“Regenerative food, farming and land use can provide a solution to the health crisis, the water crisis, environmental degradation, climate change, rural poverty, hunger and war.” –Ronnie Cummins, Founding Meeting of Regeneration International, June 9, 2015, Finca Luna Nueva, Costa Rica
If you’d walked up to a farmer 100 years ago and told him farming would one day threaten life on Earth, he probably would have laughed in your face, saying such a thing simply isn’t possible.
Agriculture is necessary for food production, and therefore for life, the farmer would have said with firm conviction — and farming the land or raising cattle is not going to unduly harm anything or anyone.

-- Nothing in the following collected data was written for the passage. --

use tantivy::collector::TopDocs;
use tantivy::query::QueryParser;
use tantivy::schema::Value;
use tantivy::TantivyDocument;
use tracing::debug;

use kbqa_core::traits::{KeywordIndex, KeywordMatch};

use crate::index::TantivyKeywordIndex;

impl KeywordIndex for TantivyKeywordIndex {
	/// Top-`k` units by BM25, best first. Query syntax errors are tolerated:
	/// the lenient parser keeps whatever terms it could read.
	fn search(&self, query: &str, k: usize) -> anyhow::Result<Vec<KeywordMatch>> {
		if k == 0 { return Ok(Vec::new()); }
		let searcher = self.reader.searcher();
		let qp = QueryParser::for_index(&self.index, vec![self.text_field]);
		let (q, errors) = qp.parse_query_lenient(query);
		if !errors.is_empty() { debug!(errors = errors.len(), "lenient keyword query parse"); }
		let top_docs = searcher.search(&q, &TopDocs::with_limit(k))?;
		let mut hits = Vec::with_capacity(top_docs.len());
		for (_score, addr) in top_docs {
			let doc: TantivyDocument = searcher.doc(addr)?;
			let ord = doc.get_first(self.ord_field).and_then(|v| v.as_u64())
				.ok_or_else(|| anyhow::anyhow!("indexed document without ord"))?;
			let unit = usize::try_from(ord).ok().and_then(|i| self.corpus.units().get(i))
				.ok_or_else(|| anyhow::anyhow!("ord {} outside corpus", ord))?;
			hits.push(KeywordMatch { metadata: unit.unit_ref(), text: unit.text.clone() });
		}
		Ok(hits)
	}
}

#[cfg(test)]
mod tests {
	use std::sync::Arc;
	use kbqa_core::corpus::Corpus;
	use kbqa_core::types::CorpusUnit;
	use super::*;

	fn unit(i: usize, text: &str) -> CorpusUnit {
		CorpusUnit { source: "manual.md".into(), block_idx: i, section_path: "S".into(), text: text.into() }
	}

	#[test]
	fn zero_k_is_empty() {
		let idx = TantivyKeywordIndex::build(Arc::new(Corpus::from_units(vec![unit(0, "descale")]))).expect("build");
		assert!(idx.search("descale", 0).expect("search").is_empty());
	}

	#[test]
	fn malformed_query_does_not_fail() {
		let idx = TantivyKeywordIndex::build(Arc::new(Corpus::from_units(vec![unit(0, "grinder setting")]))).expect("build");
		let hits = idx.search("grinder AND (", 5).expect("lenient");
		assert_eq!(hits.len(), 1);
	}
}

Today, however, such an impossible scenario is precisely what we’re facing. Virtually every growing environmental and health problem can be traced back to modern food production. This includes but is not limited to:
• Food insecurity and malnutrition amid mounting food waste
• Rising obesity and chronic disease rates despite growing health care outlays
• Diminishing fresh water supplies
• Toxic agricultural chemicals polluting air, soil and waterways, thereby threatening the entire food chain from top to bottom
• Disruption of normal climate and rainfall patterns
The good news is there are viable answers to all of these problems that do not merely scratch at the surface, and the answers hinge on the widespread implementation of regenerative agriculture and decentralized food distribution.
It’s easy to forget that at one point, not so long ago, all food was organically grown in a way that supported the ecosystem and environment as a whole. This all changed in the 1940s when the Green Revolution took hold and industrial, chemical-dependent farming techniques quickly spread to become the norm.